Nobel Prize Awarded for Fight against Malaria, an IMBB Research Priority

Malaria is one of the most deadly diseases in the world, with several hundred million cases mostly in the poor countries in Africa and Southeast Asia. Every year about half a million people die of the disease with children and pregnant women most at risk. Malaria is caused by microscopic parasites which develop inside the red blood cells of the patient causing symptoms such as fever, shivering, pain and anemia while in some cases the brain is attacked leading to death. The parasite is transmitted from person to person by the bite of a mosquito of the genus Anopheles. Due to this, attempts to combat the disease are based on drugs to treat the patients combined with measures to minimize the exposure to mosquitoes. Global organizations and the scientific community have made tremendous efforts during the last decades to develop efficient tools to control or even eliminate malaria.

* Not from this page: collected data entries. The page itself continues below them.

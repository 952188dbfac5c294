//! Cart Models

use salvo::oapi::ToSchema;
use serde::{Deserialize, Serialize};

use shop::{
    carts::{Cart, CartLineItem},
    customers::CustomerId,
    pricing::PricingError,
};

use crate::{extensions::*, money::MoneyResponse};

/// Cart Response
#[derive(Debug, Serialize, Deserialize, ToSchema)]
pub(crate) struct CartResponse {
    /// The customer owning the cart
    pub customer_id: i32,

    /// The line items, in the order their products were first added
    pub line_items: Vec<LineItemResponse>,

    /// Total units across all line items
    pub number_of_items: u64,

    /// Sum of the line item totals; absent for an empty cart
    pub sub_total: Option<MoneyResponse>,
}

impl TryFrom<&Cart> for CartResponse {
    type Error = PricingError;

    fn try_from(cart: &Cart) -> Result<Self, Self::Error> {
        Ok(Self {
            customer_id: cart.id().value(),
            line_items: cart.line_items().iter().map(LineItemResponse::from).collect(),
            number_of_items: cart.number_of_items(),
            sub_total: cart.sub_total()?.as_ref().map(MoneyResponse::from),
        })
    }
}

/// Cart Line Item Response
#[derive(Debug, Serialize, Deserialize, ToSchema)]
pub(crate) struct LineItemResponse {
    /// The product ID
    pub product_id: String,

    /// The product name
    pub product_name: String,

    /// The unit price
    pub price: MoneyResponse,

    /// Units of the product in the cart
    pub quantity: u32,
}

impl From<&CartLineItem> for LineItemResponse {
    fn from(line_item: &CartLineItem) -> Self {
        let product = line_item.product();

        Self {
            product_id: product.id().to_string(),
            product_name: product.name().to_string(),
            price: product.price().into(),
            quantity: line_item.quantity(),
        }
    }
}

/// Parse a customer ID path segment.
pub(crate) fn parse_customer_id(raw: &str) -> Result<CustomerId, salvo::http::StatusError> {
    raw.parse::<CustomerId>().or_400("Invalid 'customerId'")
}

/// Render a cart, failing with a 500 if its prices cannot be summed.
pub(crate) fn cart_response(cart: &Cart) -> Result<CartResponse, salvo::http::StatusError> {
    CartResponse::try_from(cart).or_500("failed to price cart")
}
//! Server Config

use clap::Args;

/// Server runtime network settings.
#[derive(Debug, Args)]
pub struct ServerRuntimeConfig {
    /// Server host address
    #[arg(short = 'H', long, env = "SERVER_HOST", default_value = "0.0.0.0")]
    pub host: String,

    /// Server port
    #[arg(short, long, env = "SERVER_PORT", default_value = "8081")]
    pub port: u16,
}

impl ServerRuntimeConfig {
    /// Get the socket address for binding.
    #[must_use]
    pub fn socket_addr(&self) -> String {
        format!("{}:{}", self.host, self.port)
    }
}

A recognition of these efforts is this year’s Nobel Prize in Physiology or Medicine which was awarded to researchers discovering new drugs against parasitic diseases. Professor Youyou Tu was awarded the prize for the discoveries of a novel therapy against malaria. The drug she discovered was artemisinin, which today is the drug of choice for treating malaria. Its use, together with other interventions against the mosquito malaria vector has led to a reduction of lethal cases of about 50% during the last 15 years, and it is estimated that about 100 000 lives are save each year. Still about half of million lives are lost because of this disease and new methods are urgently needed to combat the disease.

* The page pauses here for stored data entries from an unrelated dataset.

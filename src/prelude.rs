//! Shop prelude.
//!
//! Convenience exports for common library consumers.

pub use crate::{
    carts::{Cart, CartError, CartLineItem},
    customers::{CustomerId, CustomerIdError},
    pricing::{PricingError, line_total, total_price},
    products::{Product, ProductId, ProductIdError},
};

At IMBB research on insect‐borne diseases and specifically malaria has been a long‐standing strategic priority, with three research groups studying the mosquito transmitting malaria as well as the parasite itself with the aim at developing new tools and knowledge to be used in control of the disease. Within this framework the group led by Professor Giannis Vontas at IMBB was recently awarded a large grant from the competitive EU Horizon 2020 Programme to develop innovative molecular diagnostic tools for mosquitoes transmitting malaria. “This is a highly innovative and critical programme for health world‐wide that also promotes the excellence and international recognition of IMBB‐FORTH in the strategic field of vector borne diseases” commented Director of IMBB Prof. Tavernarakis.

The programme will develop an automated molecular diagnostic platform to be used to analyze samples of mosquitoes to determine the species of mosquito (if they can transmit malaria or not), if the mosquito is infected with the malaria parasite and if it is resistant to insecticides. It will be used in areas where the disease is endemic and allow efficient control measures against the  mosquitoes transmitting malaria.

Research at IMBB/FORTH in this area will be strengthened and developed further with the goal to expand the research to the needs of the geographical area of the Eastern Mediterranean with  studies both the on insects transmitting disease agents, such as viruses, bacteria and parasites, as well as on these organisms. Research in this area contributes to prevention and treatment of these diseases, and it provides opportunities to young scientists to continue their research at IMBB/FORTH and in the broader academic community in Crete.